:: What the task requires ::
Give only the number of lines below that contain the word "Result".

:: Records shown ::
>>>
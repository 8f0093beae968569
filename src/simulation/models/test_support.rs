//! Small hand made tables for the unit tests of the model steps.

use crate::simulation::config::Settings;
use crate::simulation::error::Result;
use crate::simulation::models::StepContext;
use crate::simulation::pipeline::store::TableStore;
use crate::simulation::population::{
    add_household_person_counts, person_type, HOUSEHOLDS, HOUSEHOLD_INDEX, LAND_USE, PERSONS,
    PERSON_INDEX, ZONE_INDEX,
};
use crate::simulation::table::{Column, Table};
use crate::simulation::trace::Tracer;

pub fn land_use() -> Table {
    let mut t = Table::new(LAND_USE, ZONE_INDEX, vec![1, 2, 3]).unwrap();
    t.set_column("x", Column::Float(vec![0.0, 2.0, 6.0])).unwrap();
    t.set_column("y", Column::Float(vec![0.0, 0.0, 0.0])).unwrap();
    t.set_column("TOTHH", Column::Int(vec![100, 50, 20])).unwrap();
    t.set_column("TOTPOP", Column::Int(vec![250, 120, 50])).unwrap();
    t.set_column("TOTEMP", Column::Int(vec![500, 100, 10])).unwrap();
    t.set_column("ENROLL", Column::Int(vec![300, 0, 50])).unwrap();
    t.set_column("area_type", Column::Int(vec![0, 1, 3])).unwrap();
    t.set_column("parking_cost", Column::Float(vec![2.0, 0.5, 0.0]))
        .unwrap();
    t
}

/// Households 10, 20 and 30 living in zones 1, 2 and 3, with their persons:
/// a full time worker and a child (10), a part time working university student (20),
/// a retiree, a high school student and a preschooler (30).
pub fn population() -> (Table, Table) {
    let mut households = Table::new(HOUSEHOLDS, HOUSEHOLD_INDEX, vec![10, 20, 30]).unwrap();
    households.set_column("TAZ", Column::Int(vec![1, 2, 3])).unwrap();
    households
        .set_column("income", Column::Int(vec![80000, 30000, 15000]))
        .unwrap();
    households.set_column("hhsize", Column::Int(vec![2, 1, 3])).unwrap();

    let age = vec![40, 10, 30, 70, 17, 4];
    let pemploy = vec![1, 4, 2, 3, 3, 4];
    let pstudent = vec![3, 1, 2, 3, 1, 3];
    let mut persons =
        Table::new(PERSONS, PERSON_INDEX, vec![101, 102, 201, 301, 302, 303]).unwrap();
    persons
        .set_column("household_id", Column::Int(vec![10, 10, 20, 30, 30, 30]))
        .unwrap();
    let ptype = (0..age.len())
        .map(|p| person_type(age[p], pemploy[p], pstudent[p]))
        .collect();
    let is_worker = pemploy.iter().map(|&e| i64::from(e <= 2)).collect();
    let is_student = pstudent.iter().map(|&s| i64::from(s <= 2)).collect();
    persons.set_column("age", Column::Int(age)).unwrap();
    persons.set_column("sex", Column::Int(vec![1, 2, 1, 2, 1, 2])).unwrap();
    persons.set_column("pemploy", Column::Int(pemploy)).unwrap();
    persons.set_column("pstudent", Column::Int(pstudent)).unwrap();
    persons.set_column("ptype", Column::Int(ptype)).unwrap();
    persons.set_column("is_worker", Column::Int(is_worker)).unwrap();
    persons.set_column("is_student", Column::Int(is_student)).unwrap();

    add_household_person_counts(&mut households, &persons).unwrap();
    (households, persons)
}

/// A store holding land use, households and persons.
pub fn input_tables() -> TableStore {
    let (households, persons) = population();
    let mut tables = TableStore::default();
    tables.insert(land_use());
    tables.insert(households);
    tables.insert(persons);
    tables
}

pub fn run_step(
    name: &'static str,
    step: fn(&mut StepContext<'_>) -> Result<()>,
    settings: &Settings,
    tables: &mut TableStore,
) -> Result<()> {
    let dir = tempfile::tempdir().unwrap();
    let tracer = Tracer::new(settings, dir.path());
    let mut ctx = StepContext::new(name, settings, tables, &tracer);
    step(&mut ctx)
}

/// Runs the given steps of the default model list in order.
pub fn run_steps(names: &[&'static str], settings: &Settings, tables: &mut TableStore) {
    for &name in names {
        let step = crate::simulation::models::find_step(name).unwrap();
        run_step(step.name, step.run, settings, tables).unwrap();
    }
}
<<<
:: Reply to the task ::
3